= Mod proxy =

Apache module

mod_proxy is an optional module for the Apache HTTP Server.

This module implements a proxy, gateway or cache for Apache. It implements proxying capability for AJP13 (Apache JServ Protocol version 1.3), FTP, CONNECT (for SSL), HTTP/0.9, HTTP/1.0, and (since Apache 1.3.23) HTTP/1.1. The module can be configured to connect to other proxy modules for these and other protocols.

One powerful feature of Apache is flexible virtual hosting—multiple virtual hosts on a single server. This is a convenient way to partition separate websites and applications. With mod_proxy it is possible to set various web framework-based applications up as virtual hosts as well.
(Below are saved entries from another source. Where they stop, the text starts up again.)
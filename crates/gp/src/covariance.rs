//! A module for covariance functions (kernels) used by the incremental GP engine
//! to model the similarity between two points of the 3D input space.
//!
//! The following covariance functions are implemented:
//! * Laplace (exponential),
//! * thin plate,
//! * squared exponential.
//!
//! Every kernel carries a *changed* flag raised on construction and whenever one of
//! its hyperparameters is mutated. The engine consults this flag to know whether its
//! Cholesky factor has to be rebuilt from scratch.

use crate::errors::{GpError, Result};
use crate::utils::distance;
use linfa::Float;
use ndarray::{array, Array1, ArrayView1};
#[cfg(feature = "serializable")]
use serde::{Deserialize, Serialize};
use std::fmt;

/// A trait for using a covariance function in GP regression
///
/// Implementations are expected to be symmetric, `value(a, b) == value(b, a)`,
/// and to return a non-negative variance `value(p, p) >= 0`.
pub trait CovarianceFunction<F: Float>: fmt::Display + Send + Sync {
    /// Covariance `k(a, b)` between points `a` and `b`
    fn value(&self, a: ArrayView1<F>, b: ArrayView1<F>) -> F;

    /// Gradient of `k(a, b)` wrt the components of `a`
    fn gradient(&self, a: ArrayView1<F>, b: ArrayView1<F>) -> Array1<F>;

    /// Current hyperparameters values
    fn hyperparameters(&self) -> Array1<F>;

    /// Replace all hyperparameters at once, values are given in [`hyperparameters()`](Self::hyperparameters) order.
    /// Raises the changed flag on success.
    fn set_hyperparameters(&mut self, hyper: &[F]) -> Result<()>;

    /// Whether hyperparameters changed since the flag was last cleared
    fn hyperparameters_changed(&self) -> bool;

    /// Acknowledge hyperparameters change
    fn clear_changed_flag(&mut self);
}

impl<F: Float, K: CovarianceFunction<F> + ?Sized> CovarianceFunction<F> for Box<K> {
    fn value(&self, a: ArrayView1<F>, b: ArrayView1<F>) -> F {
        (**self).value(a, b)
    }

    fn gradient(&self, a: ArrayView1<F>, b: ArrayView1<F>) -> Array1<F> {
        (**self).gradient(a, b)
    }

    fn hyperparameters(&self) -> Array1<F> {
        (**self).hyperparameters()
    }

    fn set_hyperparameters(&mut self, hyper: &[F]) -> Result<()> {
        (**self).set_hyperparameters(hyper)
    }

    fn hyperparameters_changed(&self) -> bool {
        (**self).hyperparameters_changed()
    }

    fn clear_changed_flag(&mut self) {
        (**self).clear_changed_flag()
    }
}

#[cfg(feature = "serializable")]
fn raised() -> bool {
    true
}

fn check_positive<F: Float>(name: &str, value: F) -> Result<F> {
    if value > F::zero() && value.is_finite() {
        Ok(value)
    } else {
        Err(GpError::InvalidValueError(format!(
            "`{name}` should be positive and finite, got {value}"
        )))
    }
}

fn check_len<F: Float>(kernel: &str, hyper: &[F], expected: usize) -> Result<()> {
    if hyper.len() != expected {
        return Err(GpError::InvalidValueError(format!(
            "{kernel} kernel expects {expected} hyperparameters, got {}",
            hyper.len()
        )));
    }
    Ok(())
}

/// Laplace covariance function
///
/// `k(a, b) = sigma2 * exp(-|a - b| / length_scale)`
#[derive(Clone, Debug, PartialEq)]
#[cfg_attr(feature = "serializable", derive(Serialize, Deserialize))]
pub struct LaplaceCov<F: Float> {
    length_scale: F,
    sigma2: F,
    #[cfg_attr(feature = "serializable", serde(skip, default = "raised"))]
    changed: bool,
}

impl<F: Float> Default for LaplaceCov<F> {
    fn default() -> Self {
        LaplaceCov {
            length_scale: F::one(),
            sigma2: F::one(),
            changed: true,
        }
    }
}

impl<F: Float> LaplaceCov<F> {
    /// Constructor given the length scale and the signal variance
    pub fn new(length_scale: F, sigma2: F) -> Result<Self> {
        Ok(LaplaceCov {
            length_scale: check_positive("length_scale", length_scale)?,
            sigma2: check_positive("sigma2", sigma2)?,
            changed: true,
        })
    }

    /// Length scale
    pub fn length_scale(&self) -> F {
        self.length_scale
    }

    /// Signal variance
    pub fn sigma2(&self) -> F {
        self.sigma2
    }

    /// Set length scale
    pub fn set_length_scale(&mut self, length_scale: F) -> Result<()> {
        self.length_scale = check_positive("length_scale", length_scale)?;
        self.changed = true;
        Ok(())
    }

    /// Set signal variance
    pub fn set_sigma2(&mut self, sigma2: F) -> Result<()> {
        self.sigma2 = check_positive("sigma2", sigma2)?;
        self.changed = true;
        Ok(())
    }
}

impl<F: Float> CovarianceFunction<F> for LaplaceCov<F> {
    fn value(&self, a: ArrayView1<F>, b: ArrayView1<F>) -> F {
        let r = distance(&a, &b);
        self.sigma2 * F::exp(-r / self.length_scale)
    }

    /// Not differentiable at `a == b`, zero is returned there.
    fn gradient(&self, a: ArrayView1<F>, b: ArrayView1<F>) -> Array1<F> {
        let d = &a - &b;
        let r = d.dot(&d).sqrt();
        if r == F::zero() {
            return Array1::zeros(a.len());
        }
        let k = self.sigma2 * F::exp(-r / self.length_scale);
        d.mapv(|v| -k * v / (r * self.length_scale))
    }

    fn hyperparameters(&self) -> Array1<F> {
        array![self.length_scale, self.sigma2]
    }

    fn set_hyperparameters(&mut self, hyper: &[F]) -> Result<()> {
        check_len("Laplace", hyper, 2)?;
        let length_scale = check_positive("length_scale", hyper[0])?;
        let sigma2 = check_positive("sigma2", hyper[1])?;
        self.length_scale = length_scale;
        self.sigma2 = sigma2;
        self.changed = true;
        Ok(())
    }

    fn hyperparameters_changed(&self) -> bool {
        self.changed
    }

    fn clear_changed_flag(&mut self) {
        self.changed = false;
    }
}

impl<F: Float> fmt::Display for LaplaceCov<F> {
    fn fmt(&self, f: &mut fmt::Formatter) -> fmt::Result {
        write!(
            f,
            "Laplace(length_scale={}, sigma2={})",
            self.length_scale, self.sigma2
        )
    }
}

/// Thin plate covariance function
///
/// `k(a, b) = 2 |a - b|^3 - 3 R |a - b|^2 + R^3`
///
/// where `R` is the radius, expected to be larger than the distance between any two
/// points of interest for the kernel matrix to stay positive definite.
#[derive(Clone, Debug, PartialEq)]
#[cfg_attr(feature = "serializable", derive(Serialize, Deserialize))]
pub struct ThinPlateCov<F: Float> {
    radius: F,
    #[cfg_attr(feature = "serializable", serde(skip, default = "raised"))]
    changed: bool,
}

impl<F: Float> Default for ThinPlateCov<F> {
    fn default() -> Self {
        ThinPlateCov {
            radius: F::one(),
            changed: true,
        }
    }
}

impl<F: Float> ThinPlateCov<F> {
    /// Constructor given the radius
    pub fn new(radius: F) -> Result<Self> {
        Ok(ThinPlateCov {
            radius: check_positive("radius", radius)?,
            changed: true,
        })
    }

    /// Radius
    pub fn radius(&self) -> F {
        self.radius
    }

    /// Set radius
    pub fn set_radius(&mut self, radius: F) -> Result<()> {
        self.radius = check_positive("radius", radius)?;
        self.changed = true;
        Ok(())
    }
}

impl<F: Float> CovarianceFunction<F> for ThinPlateCov<F> {
    fn value(&self, a: ArrayView1<F>, b: ArrayView1<F>) -> F {
        let r = distance(&a, &b);
        let big_r = self.radius;
        F::cast(2.) * r * r * r - F::cast(3.) * big_r * r * r + big_r * big_r * big_r
    }

    ///   dk/da = (6 r - 6 R) (a - b)
    fn gradient(&self, a: ArrayView1<F>, b: ArrayView1<F>) -> Array1<F> {
        let d = &a - &b;
        let r = d.dot(&d).sqrt();
        let factor = F::cast(6.) * (r - self.radius);
        d.mapv(|v| factor * v)
    }

    fn hyperparameters(&self) -> Array1<F> {
        array![self.radius]
    }

    fn set_hyperparameters(&mut self, hyper: &[F]) -> Result<()> {
        check_len("ThinPlate", hyper, 1)?;
        self.set_radius(hyper[0])
    }

    fn hyperparameters_changed(&self) -> bool {
        self.changed
    }

    fn clear_changed_flag(&mut self) {
        self.changed = false;
    }
}

impl<F: Float> fmt::Display for ThinPlateCov<F> {
    fn fmt(&self, f: &mut fmt::Formatter) -> fmt::Result {
        write!(f, "ThinPlate(radius={})", self.radius)
    }
}

/// Squared exponential covariance function
///
/// `k(a, b) = sigma2 * exp(-|a - b|^2 / (2 * length_scale^2))`
#[derive(Clone, Debug, PartialEq)]
#[cfg_attr(feature = "serializable", derive(Serialize, Deserialize))]
pub struct SquaredExponentialCov<F: Float> {
    length_scale: F,
    sigma2: F,
    #[cfg_attr(feature = "serializable", serde(skip, default = "raised"))]
    changed: bool,
}

impl<F: Float> Default for SquaredExponentialCov<F> {
    fn default() -> Self {
        SquaredExponentialCov {
            length_scale: F::one(),
            sigma2: F::one(),
            changed: true,
        }
    }
}

impl<F: Float> SquaredExponentialCov<F> {
    /// Constructor given the length scale and the signal variance
    pub fn new(length_scale: F, sigma2: F) -> Result<Self> {
        Ok(SquaredExponentialCov {
            length_scale: check_positive("length_scale", length_scale)?,
            sigma2: check_positive("sigma2", sigma2)?,
            changed: true,
        })
    }

    /// Length scale
    pub fn length_scale(&self) -> F {
        self.length_scale
    }

    /// Signal variance
    pub fn sigma2(&self) -> F {
        self.sigma2
    }

    /// Set length scale
    pub fn set_length_scale(&mut self, length_scale: F) -> Result<()> {
        self.length_scale = check_positive("length_scale", length_scale)?;
        self.changed = true;
        Ok(())
    }

    /// Set signal variance
    pub fn set_sigma2(&mut self, sigma2: F) -> Result<()> {
        self.sigma2 = check_positive("sigma2", sigma2)?;
        self.changed = true;
        Ok(())
    }
}

impl<F: Float> CovarianceFunction<F> for SquaredExponentialCov<F> {
    fn value(&self, a: ArrayView1<F>, b: ArrayView1<F>) -> F {
        let d = &a - &b;
        let l2 = self.length_scale * self.length_scale;
        self.sigma2 * F::exp(F::cast(-0.5) * d.dot(&d) / l2)
    }

    fn gradient(&self, a: ArrayView1<F>, b: ArrayView1<F>) -> Array1<F> {
        let k = self.value(a.view(), b.view());
        let l2 = self.length_scale * self.length_scale;
        (&a - &b).mapv(|v| -k * v / l2)
    }

    fn hyperparameters(&self) -> Array1<F> {
        array![self.length_scale, self.sigma2]
    }

    fn set_hyperparameters(&mut self, hyper: &[F]) -> Result<()> {
        check_len("SquaredExponential", hyper, 2)?;
        let length_scale = check_positive("length_scale", hyper[0])?;
        let sigma2 = check_positive("sigma2", hyper[1])?;
        self.length_scale = length_scale;
        self.sigma2 = sigma2;
        self.changed = true;
        Ok(())
    }

    fn hyperparameters_changed(&self) -> bool {
        self.changed
    }

    fn clear_changed_flag(&mut self) {
        self.changed = false;
    }
}

impl<F: Float> fmt::Display for SquaredExponentialCov<F> {
    fn fmt(&self, f: &mut fmt::Formatter) -> fmt::Result {
        write!(
            f,
            "SquaredExponential(length_scale={}, sigma2={})",
            self.length_scale, self.sigma2
        )
    }
}

#[cfg(test)]
mod tests {
    use super::*;
    use approx::assert_abs_diff_eq;
    use finitediff::FiniteDiff;
    use ndarray::Array2;
    use ndarray_rand::rand::SeedableRng;
    use ndarray_rand::rand_distr::Uniform;
    use ndarray_rand::RandomExt;
    use paste::paste;
    use rand_xoshiro::Xoshiro256Plus;

    fn random_points(n: usize, seed: u64) -> Array2<f64> {
        let mut rng = Xoshiro256Plus::seed_from_u64(seed);
        Array2::random_using((n, 3), Uniform::new(-0.5, 0.5), &mut rng)
    }

    macro_rules! test_covariance {
        ($name:ident, $kernel:expr) => {
            paste! {
                #[test]
                fn [<test_ $name _symmetric_and_nonnegative>]() {
                    let kernel = $kernel;
                    let x = random_points(20, 42);
                    for a in x.rows() {
                        assert!(kernel.value(a, a) >= 0.);
                        for b in x.rows() {
                            assert_abs_diff_eq!(kernel.value(a, b), kernel.value(b, a), epsilon = 1e-12);
                        }
                    }
                }

                #[test]
                fn [<test_ $name _gradient>]() {
                    let kernel = $kernel;
                    let x = random_points(10, 7);
                    let b = x.row(0);
                    for a in x.rows().into_iter().skip(1) {
                        let grad = kernel.gradient(a, b);
                        let f = |a: &Array1<f64>| -> f64 { kernel.value(a.view(), b) };
                        let grad_central = a.to_owned().central_diff(&f);
                        assert_abs_diff_eq!(grad, grad_central, epsilon = 1e-6);
                    }
                }
            }
        };
    }

    test_covariance!(laplace, LaplaceCov::new(0.8, 1.5).unwrap());
    test_covariance!(thin_plate, ThinPlateCov::new(2.).unwrap());
    test_covariance!(squared_exponential, SquaredExponentialCov::new(0.7, 2.).unwrap());

    #[test]
    fn test_laplace_value() {
        let kernel = LaplaceCov::new(2., 3.).unwrap();
        let a = array![0., 0., 0.];
        let b = array![0., 3., 4.];
        assert_abs_diff_eq!(3. * (-2.5f64).exp(), kernel.value(a.view(), b.view()));
        assert_abs_diff_eq!(3., kernel.value(a.view(), a.view()));
        assert_eq!(array![0., 0., 0.], kernel.gradient(a.view(), a.view()));
    }

    #[test]
    fn test_thin_plate_value() {
        let kernel = ThinPlateCov::new(2.).unwrap();
        let a = array![0., 0., 0.];
        let b = array![1., 0., 0.];
        // 2 - 3 * 2 + 8
        assert_abs_diff_eq!(4., kernel.value(a.view(), b.view()));
        assert_abs_diff_eq!(8., kernel.value(a.view(), a.view()));
    }

    #[test]
    fn test_changed_flag() {
        let mut kernel = LaplaceCov::<f64>::default();
        assert!(kernel.hyperparameters_changed());
        kernel.clear_changed_flag();
        assert!(!kernel.hyperparameters_changed());
        kernel.set_length_scale(0.5).unwrap();
        assert!(kernel.hyperparameters_changed());
        kernel.clear_changed_flag();
        kernel.set_hyperparameters(&[0.3, 2.]).unwrap();
        assert!(kernel.hyperparameters_changed());
        assert_eq!(array![0.3, 2.], kernel.hyperparameters());
    }

    #[test]
    fn test_invalid_hyperparameters() {
        assert!(LaplaceCov::new(0., 1.).is_err());
        assert!(SquaredExponentialCov::new(1., f64::NAN).is_err());
        assert!(ThinPlateCov::new(-1.).is_err());

        let mut kernel = SquaredExponentialCov::<f64>::default();
        kernel.clear_changed_flag();
        assert!(kernel.set_hyperparameters(&[1.]).is_err());
        assert!(kernel.set_hyperparameters(&[1., -2.]).is_err());
        // rejected values leave the kernel untouched
        assert!(!kernel.hyperparameters_changed());
        assert_eq!(array![1., 1.], kernel.hyperparameters());
    }

    #[test]
    fn test_boxed_kernel() {
        let mut kernel: Box<dyn CovarianceFunction<f64>> = Box::new(ThinPlateCov::new(2.).unwrap());
        kernel.clear_changed_flag();
        assert!(!kernel.hyperparameters_changed());
        kernel.set_hyperparameters(&[3.]).unwrap();
        assert!(kernel.hyperparameters_changed());
        assert_eq!("ThinPlate(radius=3)", kernel.to_string());
        let p = array![0.1, 0.2, 0.3];
        assert_abs_diff_eq!(27., kernel.value(p.view(), p.view()));
    }
}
mod_proxy can help to improve LAMP security or to strip SSL from HTTP requests.

==History==
This module was experimental in Apache 1.1.x.

As of Apache 1.2, mod_proxy stability was greatly improved.

Since Apache 2.0, proxy features are divided into several modules in addition to mod_proxy: mod_proxy_http, mod_proxy_ftp, and mod_proxy_connect — moreover, caching is provided by mod_cache and related modules.

Since Apache 2.2, mod_proxy_ajp and mod_proxy_balancer have been added as well.

As of Apache 2.4, mod_proxy_fcgi was also added, to proxy FastCGI requests to another server, superseding mod_fcgid and mod_fastcgi.